Let’s answer this with an unscientific experiment comparing the Rust and Elixir Markdown implementations. We will use a Markdown file that shows all the features Doctave supports, and see how the two libraries perform.

To see how the performance scales with input size, we will also run the parser with the same input concatenated together 4, 16, 32, and 64 times. This gives us sizes ranging from ~2.5 kilobytes to ~160 kilobytes. This is a not unreasonable range of real-world input, even if larger inputs are certainly possible.

Here’s the results running on a developer laptop with the following specs:

  • Operating System: Linux
  • CPU Information: Intel(R) Core(TM) i7-10510U CPU @ 1.80GHz
  • Number of Available Cores: 8
  • Available memory: 39.06 GB

First for Elixir. (Measured with Benchee)

Name ips average deviation median 99th %
2486_bytes 151.94 6.58 ms ±3.23% 6.55 ms 7.25 ms
9944_bytes 38.68 25.85 ms ±10.65% 25.18 ms 36.14 ms
39776_bytes 9.62 103.99 ms ±2.49% 103.89 ms 110.14 ms
79552_bytes 4.40 227.50 ms ±2.85% 226.19 ms 245.43 ms
159104_bytes 2.17 461.75 ms ±4.48% 465.18 ms 494.03 ms

And then for Rust. (Measured with Criterion)

Name 99th % min average 99th % max
2486_bytes 17.618 us 17.667 μs 17.722 us
9944_bytes 68.656 us 68.829 μs 69.059 us
39776_bytes 259.68 us 260.12 μs 260.71 us
79552_bytes 536.68 us 537.64 μs 538.67 us
159104_bytes 1.0690 ms 1.0704 ms 1.0.720 ms

Unsurprisingly, Rust outperforms Elixir by 2 orders of magnitude.
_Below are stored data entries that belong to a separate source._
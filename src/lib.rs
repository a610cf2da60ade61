//! Cortex: a concurrent port scanning engine with nmap-style service
//! detection and an asynchronous scan task queue.
//!
//! The pieces, leaves first: [`probes`] loads the service-detection
//! database, [`techniques`] implements the three probing strategies,
//! [`scanner`] fans jobs out to a worker pool, and [`tasks`] drives queued
//! scan tasks through their lifecycle against a pluggable [`tasks::TaskStore`].

pub mod models;
pub mod probes;
pub mod scanner;
pub mod tasks;
pub mod techniques;
pub mod utils;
It usually parses the Markdown into HTML in a matter of microseconds.

But to go back to the original question, is it worth it to use Rust instead of Elixir in this case? Given how easy it was to integrate Rust into the Elixir project, I would argue it was absolutely worth it. The cost of integrating a different language ended up being delightfully small.

Using Elixir would not have been prohibitively slow, but parsing in Rust instead barely eats into our budget. Elixir’s parsing performance is fast enough most of the time, and a simple ETS-backed caching layer could help response times in pathological cases (though caching always does add its own set of problems).

Had the integration required more custom engineering, the calculus would not have been so clear. In that case we would have had to compare the complexity of caching responses to the complexity of integrating Rust into our toolchain.

Conclusions

For our use case the combination of Elixir and Rust has worked wonderfully. It has allowed us to rely on both languages for their strengths: Elixir/Erlang’s networking and clustering features and Rust’s native performance and correctness guarantees.

A big thanks to the creators of Rustler for making a great project for integrating these two languages!